The minimum recommended output size is hydro_hash_BYTES
. This size makes it practically impossible for two messages to produce the same fingerprint.
But for specific use cases, the size can be any value between hydro_hash_BYTES_MIN
(included) and hydro_hash_BYTES_MAX
(included).
key
can be NULL
. In this case, a message will always have the same fingerprint, similar to the MD5
or SHA-1
functions for which hydro_hash_hash()
is a faster and more secure alternative.
But a key can also be specified. A message will always have the same fingerprint for a given key, but different keys used to hash the same message are very likely to produce distinct fingerprints.
In particular, the key can be used to make sure that different applications generate different fingerprints even if they process the same data.
The key size is hydro_hash_KEYBYTES
bytes.
int hydro_hash_init(hydro_hash_state *state,
const char ctx[hydro_hash_CONTEXTBYTES], const uint8_t *key);
int hydro_hash_update(hydro_hash_state *state, const void *in_, size_t in_len);
int hydro_hash_final(hydro_hash_state *state, uint8_t *out, size_t out_len);
The message doesn't have to be provided as a single chunk. The hash
operation also supports a streaming API.
The hydro_hash_init()
function initializes a state state
with a key key
(that can be NULL
), in order to eventually produce outlen
bytes of output.
Each chunk of the complete message can then be sequentially processed by calling hydro_hash_update()
, providing the previously initialized state state
, a pointer to the chunk in_
and the length of the chunk in bytes, inlen
.
The hydro_hash_final()
function completes the operation and puts the final fingerprint into out
as outlen
bytes.
After hydro_hash_final()
returns, the state should not be used any more.

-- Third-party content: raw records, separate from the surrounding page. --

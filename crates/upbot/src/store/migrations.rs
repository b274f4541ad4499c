use chrono::Utc;
use libsql::Connection;
use tracing::info;

use crate::error::StoreError;

/// Schema version - increment when making schema changes
const SCHEMA_VERSION: i32 = 2;

/// Bring the schema up to [`SCHEMA_VERSION`]. Already applied versions are
/// skipped, so this runs on every start.
pub async fn run_migrations(conn: &Connection) -> Result<(), StoreError> {
    conn.execute(
        "CREATE TABLE IF NOT EXISTS schema_migrations (
            version INTEGER PRIMARY KEY,
            applied_at INTEGER NOT NULL,
            description TEXT
        )",
        (),
    )
    .await?;

    let current_version = current_version(conn).await?;
    if current_version >= SCHEMA_VERSION {
        info!(version = current_version, "database schema is up to date");
        return Ok(());
    }

    info!(from = current_version, to = SCHEMA_VERSION, "running migrations");

    if current_version < 1 {
        migration_v1(conn).await?;
        record_migration(conn, 1, "Owners, regions and endpoints").await?;
    }

    if current_version < 2 {
        migration_v2(conn).await?;
        record_migration(conn, 2, "Check results keyed by endpoint, region and observation time").await?;
    }

    Ok(())
}

async fn current_version(conn: &Connection) -> Result<i32, StoreError> {
    let mut rows = conn.query("SELECT MAX(version) FROM schema_migrations", ()).await?;

    if let Some(row) = rows.next().await? {
        let version: Option<i32> = row.get(0)?;
        Ok(version.unwrap_or(0))
    } else {
        Ok(0)
    }
}

async fn record_migration(conn: &Connection, version: i32, description: &str) -> Result<(), StoreError> {
    conn.execute(
        "INSERT INTO schema_migrations (version, applied_at, description) VALUES (?, ?, ?)",
        libsql::params![version, Utc::now().timestamp(), description],
    )
    .await?;

    info!(version, description, "applied migration");
    Ok(())
}

async fn migration_v1(conn: &Connection) -> Result<(), StoreError> {
    conn.execute(
        "CREATE TABLE IF NOT EXISTS owners (
            id TEXT PRIMARY KEY,
            plan TEXT NOT NULL DEFAULT 'FREE',
            created_at INTEGER NOT NULL
        )",
        (),
    )
    .await?;

    conn.execute(
        "CREATE TABLE IF NOT EXISTS regions (
            id TEXT PRIMARY KEY,
            code TEXT NOT NULL UNIQUE,
            name TEXT NOT NULL DEFAULT ''
        )",
        (),
    )
    .await?;

    conn.execute(
        "CREATE TABLE IF NOT EXISTS endpoints (
            id TEXT PRIMARY KEY,
            url TEXT NOT NULL,
            owner_id TEXT NOT NULL,
            monitor_interval_seconds INTEGER NOT NULL,
            is_active INTEGER NOT NULL DEFAULT 1,
            deleted_at INTEGER,
            created_at INTEGER NOT NULL,
            updated_at INTEGER NOT NULL
        )",
        (),
    )
    .await?;

    conn.execute("CREATE INDEX IF NOT EXISTS idx_endpoints_owner_id ON endpoints(owner_id)", ()).await?;
    conn.execute("CREATE INDEX IF NOT EXISTS idx_endpoints_active ON endpoints(is_active, deleted_at)", ()).await?;

    Ok(())
}

async fn migration_v2(conn: &Connection) -> Result<(), StoreError> {
    conn.execute(
        "CREATE TABLE IF NOT EXISTS check_results (
            id INTEGER PRIMARY KEY AUTOINCREMENT,
            endpoint_id TEXT NOT NULL,
            region_id TEXT NOT NULL,
            status TEXT NOT NULL,
            response_time_ms INTEGER NOT NULL,
            status_code INTEGER,
            error TEXT,
            observed_at INTEGER NOT NULL,
            created_at INTEGER NOT NULL,
            UNIQUE (endpoint_id, region_id, observed_at)
        )",
        (),
    )
    .await?;

    conn.execute(
        "CREATE INDEX IF NOT EXISTS idx_check_results_endpoint_observed
         ON check_results(endpoint_id, observed_at DESC)",
        (),
    )
    .await?;

    Ok(())
}
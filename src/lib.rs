//! Core of a user-space fiber I/O runtime: a word-sized atomic cell used
//! for cross-fiber/thread signalling, and the poll-multiplexing adapter
//! that turns a blocking, multi-descriptor `poll`-style wait into a
//! cooperative suspension point driven by an epoll reactor.
//!
//! The syscall-interception mechanism, the fiber scheduler's stackful
//! context switching, and portability beyond Linux epoll are out of scope;
//! [`fiber::Scheduler`] and [`hook::real_poll`] stand in for the first two
//! with a safe, testable approximation documented in their own modules.
//!
//! # Example
//!
//! ```no_run
//! use std::os::unix::io::AsRawFd;
//! use std::os::unix::net::UnixStream;
//!
//! use fiber_poll_io::epoll::Ready;
//! use fiber_poll_io::poll_adapter::PollFdRequest;
//! use fiber_poll_io::runtime::{Runtime, RuntimeConfig};
//!
//! let runtime = Runtime::new(RuntimeConfig::default()).unwrap();
//! runtime.scheduler().enter_fiber();
//!
//! let (a, _b) = UnixStream::pair().unwrap();
//! let mut fds = vec![PollFdRequest::new(a.as_raw_fd(), Ready::readable())];
//!
//! // Non-blocking probe: returns immediately, no fiber suspended.
//! let ready = runtime.poll(&mut fds, 0).unwrap();
//! assert_eq!(ready, 0);
//! ```

pub mod atomic;
pub mod epoll;
mod sys;

pub mod fiber;
pub mod file_event;
pub mod hook;
pub mod poll_adapter;
pub mod reactor;
pub mod runtime;

pub use atomic::{AtomicCell, AtomicI64Cell};
pub use epoll::{Epoll, EpollOpt, Event, Events, Ready, Token};
pub use fiber::{FiberHandle, Scheduler};
pub use file_event::{FileEvent, FileEventRegistry};
pub use poll_adapter::{poll, PollFdRequest};
pub use reactor::{ActivePollList, Reactor};
pub use runtime::{Runtime, RuntimeConfig};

This alternative API is especially useful to process very large files and data streams.
#define hydro_hash_BYTES 32
#define hydro_hash_BYTES_MAX 65535
#define hydro_hash_BYTES_MIN 16
#define hydro_hash_CONTEXTBYTES 8
#define hydro_hash_KEYBYTES 32
hydro_hash_state
Unlike MD5, SHA-1 and SHA-256, this function is safe against hash length extension attacks.
However, this API is not suitable for hashing passwords.

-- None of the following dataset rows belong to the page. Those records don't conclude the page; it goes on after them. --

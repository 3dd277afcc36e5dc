//! Runtime wiring: owns the reactor, the file-event registry, the active
//! poll list and the fiber scheduler, and drives one iteration of the
//! event loop.
//!
//! Grounded on `mio::Poll`, which plays the same role of owning a selector
//! plus the registry it dispatches through, reached via a single `poll`
//! entry point per tick. The hook-state flag is kept as an explicit field
//! here rather than ambient global state, so tests can toggle passthrough
//! mode per scenario without cross-test interference.

use std::io;
use std::sync::atomic::{AtomicBool, Ordering};
use std::time::Duration;

use crate::epoll::{Event, Events, Ready};
use crate::file_event::FileEventRegistry;
use crate::fiber::Scheduler;
use crate::hook;
use crate::poll_adapter::{self, PollFdRequest};
use crate::reactor::{ActivePollList, Reactor};

/// Tunables for a [`Runtime`]. Mirrors the way callers size an
/// [`Events`](crate::epoll::Events) buffer up front in `mio`.
#[derive(Debug, Clone)]
pub struct RuntimeConfig {
    /// Size of the buffer `run_once` passes to the reactor's epoll wait.
    pub events_capacity: usize,
    /// Starting value of the hook passthrough switch.
    pub hooks_enabled: bool,
}

impl Default for RuntimeConfig {
    fn default() -> RuntimeConfig {
        RuntimeConfig {
            events_capacity: 1024,
            hooks_enabled: true,
        }
    }
}

/// Owns every collaborator the poll adapter needs and drives the reactor's
/// dispatch loop.
pub struct Runtime {
    reactor: Reactor,
    file_events: FileEventRegistry,
    active: ActivePollList,
    scheduler: Scheduler,
    hooks_enabled: AtomicBool,
    config: RuntimeConfig,
}

impl Runtime {
    pub fn new(config: RuntimeConfig) -> io::Result<Runtime> {
        Ok(Runtime {
            reactor: Reactor::new()?,
            file_events: FileEventRegistry::new(),
            active: ActivePollList::new(),
            scheduler: Scheduler::new(),
            hooks_enabled: AtomicBool::new(config.hooks_enabled),
            config,
        })
    }

    pub fn scheduler(&self) -> &Scheduler {
        &self.scheduler
    }

    pub fn hooks_enabled(&self) -> bool {
        self.hooks_enabled.load(Ordering::Acquire)
    }

    pub fn set_hooks_enabled(&self, enabled: bool) {
        self.hooks_enabled.store(enabled, Ordering::Release);
    }

    /// The entry point a hooked `poll(2)` call site is routed through.
    /// Implements the "Fast paths" half of the adapter's entry contract:
    /// in passthrough mode, delegates straight to the kernel call without
    /// allocating any adapter state.
    pub fn poll(&self, fds: &mut [PollFdRequest], timeout_ms: i64) -> io::Result<i32> {
        if !self.hooks_enabled() {
            return hook::real_poll(fds, timeout_ms);
        }

        poll_adapter::poll(
            &self.reactor,
            &self.file_events,
            &self.active,
            &self.scheduler,
            fds,
            timeout_ms,
        )
    }

    /// Runs one iteration of the reactor's dispatch loop: waits for kernel
    /// readiness (bounded by the shortest outstanding poll deadline),
    /// fires the matching callbacks, resumes every fiber that became
    /// runnable as a result, then separately resumes anything whose
    /// deadline has now passed.
    pub fn run_once(&self) -> io::Result<()> {
        let mut events = Events::with_capacity(self.config.events_capacity);
        let wait = self.next_wait();

        self.reactor.wait(&mut events, wait)?;

        for event in events.iter() {
            self.dispatch(event);
        }

        self.expire_deadlines();

        Ok(())
    }

    fn next_wait(&self) -> Option<Duration> {
        self.active.current_deadline().map(|deadline| {
            let now = std::time::Instant::now();
            if deadline > now {
                deadline - now
            } else {
                Duration::from_millis(0)
            }
        })
    }

    fn dispatch(&self, event: Event) {
        let kind = event.readiness();
        let fd = event.token().0 as std::os::unix::io::RawFd;
        let fe = self.file_events.open(fd);

        let error_bits = kind & (Ready::error() | Ready::hup());
        let mut resumed = Vec::new();

        if !error_bits.is_empty() {
            resumed.extend(poll_adapter::error_callback(&self.reactor, &fe, kind));
        } else {
            // A single wake can carry both directions (e.g. a socket that
            // is simultaneously readable and writable); fire both.
            if kind.is_readable() {
                resumed.extend(poll_adapter::read_callback(&self.reactor, &fe));
            }
            if kind.is_writable() {
                resumed.extend(poll_adapter::write_callback(&self.reactor, &fe));
            }
        }

        // Dedup: a dual-direction PollFd firing both callbacks in the same
        // wake must still resume its fiber (and decrement its counter)
        // exactly once.
        let mut already_resumed: Vec<crate::fiber::FiberHandle> = Vec::new();
        for fiber in resumed {
            if !already_resumed.iter().any(|f| *f == fiber) {
                self.scheduler.resume(&fiber);
                already_resumed.push(fiber);
            }
        }
    }

    fn expire_deadlines(&self) {
        let Some(deadline) = self.active.current_deadline() else {
            return;
        };
        if std::time::Instant::now() < deadline {
            return;
        }

        let mut expired = Vec::new();
        self.active.for_each(|shared| expired.push(shared));
        for shared in expired {
            self.scheduler.resume(shared.fiber());
        }
        self.active.clear_if_empty();
    }
}
//! Reactor hooks consumed by the poll adapter: per-direction read/write
//! interest on top of an epoll registration that only knows a single
//! combined interest mask per descriptor.
//!
//! Grounded on `mio`'s `sys::unix::selector::epoll` for the epoll wrapper
//! itself; the read/write split is new plumbing epoll has no direct
//! equivalent of (unlike kqueue's separate read/write filters), built the
//! way `mio::Registry` already tracks registration state (`register` vs
//! `reregister` based on whether a token was previously registered).

use std::io;
use std::sync::{Arc, Mutex};
use std::time::{Duration, Instant};

use slab::Slab;

use crate::epoll::{Epoll, EpollOpt, Events, Ready};
use crate::file_event::FileEvent;
use crate::poll_adapter::PollEventShared;

pub struct Reactor {
    epoll: Epoll,
}

impl Reactor {
    pub fn new() -> io::Result<Reactor> {
        Ok(Reactor {
            epoll: Epoll::new()?,
        })
    }

    pub fn wait(&self, events: &mut Events, timeout: Option<Duration>) -> io::Result<usize> {
        self.epoll.wait(events, timeout)
    }

    pub fn add_read(&self, fe: &FileEvent) -> io::Result<()> {
        self.adjust(fe, Ready::readable(), true)
    }

    pub fn add_write(&self, fe: &FileEvent) -> io::Result<()> {
        self.adjust(fe, Ready::writable(), true)
    }

    pub fn del_read(&self, fe: &FileEvent) -> io::Result<()> {
        self.adjust(fe, Ready::readable(), false)
    }

    pub fn del_write(&self, fe: &FileEvent) -> io::Result<()> {
        self.adjust(fe, Ready::writable(), false)
    }

    fn adjust(&self, fe: &FileEvent, bit: Ready, set: bool) -> io::Result<()> {
        let mut interest = fe.interest.lock().unwrap();
        let was_registered = !interest.is_empty();

        if set {
            interest.insert(bit);
        } else {
            interest.remove(bit);
        }

        if interest.is_empty() {
            if was_registered {
                self.epoll.delete(&fe.fd)?;
            }
            return Ok(());
        }

        // Level-triggered only: poll() callers never see edge-triggered
        // semantics.
        if was_registered {
            self.epoll.modify(&fe.fd, fe.token, *interest, EpollOpt::level())
        } else {
            self.epoll.add(&fe.fd, fe.token, *interest, EpollOpt::level())
        }
    }
}

/// The reactor's set of in-flight poll calls. Consulted to compute the
/// driver's next wait deadline and, as a liveness check, to reset it to "no
/// deadline" once it empties out.
///
/// The membership table itself is a `Slab` (the same structure `mio` uses
/// internally for its own token allocation, see `util::slab`) rather than
/// the intrusive linked list the original keeps, since ownership here is an
/// `Arc` handed out at insertion and handed back at removal rather than a
/// raw pointer threaded through a global ring.
#[derive(Default)]
pub struct ActivePollList {
    entries: Mutex<Slab<Arc<PollEventShared>>>,
    deadline: Mutex<Option<Instant>>,
}

impl ActivePollList {
    pub fn new() -> ActivePollList {
        ActivePollList::default()
    }

    /// Inserts `event`, returning the key needed to `detach` it later.
    pub fn prepend(&self, event: Arc<PollEventShared>) -> usize {
        self.entries.lock().unwrap().insert(event)
    }

    pub fn detach(&self, key: usize) {
        let mut entries = self.entries.lock().unwrap();
        if entries.contains(key) {
            entries.remove(key);
        }
    }

    pub fn is_empty(&self) -> bool {
        self.entries.lock().unwrap().is_empty()
    }

    pub fn len(&self) -> usize {
        self.entries.lock().unwrap().len()
    }

    /// Lowers the driver's wait deadline to `candidate` if it is tighter
    /// than whatever is currently recorded (or nothing is recorded yet).
    pub fn lower_deadline(&self, candidate: Instant) {
        let mut deadline = self.deadline.lock().unwrap();
        *deadline = Some(match *deadline {
            Some(existing) if existing <= candidate => existing,
            _ => candidate,
        });
    }

    /// Resets the deadline to "no deadline" once the list has drained.
    pub fn clear_if_empty(&self) {
        if self.is_empty() {
            *self.deadline.lock().unwrap() = None;
        }
    }

    pub fn current_deadline(&self) -> Option<Instant> {
        *self.deadline.lock().unwrap()
    }

    pub fn for_each(&self, mut f: impl FnMut(Arc<PollEventShared>)) {
        let entries = self.entries.lock().unwrap();
        for (_, event) in entries.iter() {
            f(Arc::clone(event));
        }
    }
}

The construction used for generic hashing is similar to the NIST SP 800-185 KMAC construction, leveraging the Gimli hash function instead of cSHAKE.
H(pad(str_enc("kmac") || str_enc(context)) || pad(str_enc(k)) ||
msg || right_enc(msg_len) || 0x00)
We also define a variant that extends KMAC to include a 64 bit tweak, currently used for key derivation:
H(pad(str_enc("tmac") || str_enc(context)) || pad(str_enc(k)) ||
pad(right_enc(tweak)) || msg || right_enc(msg_len) || 0x00)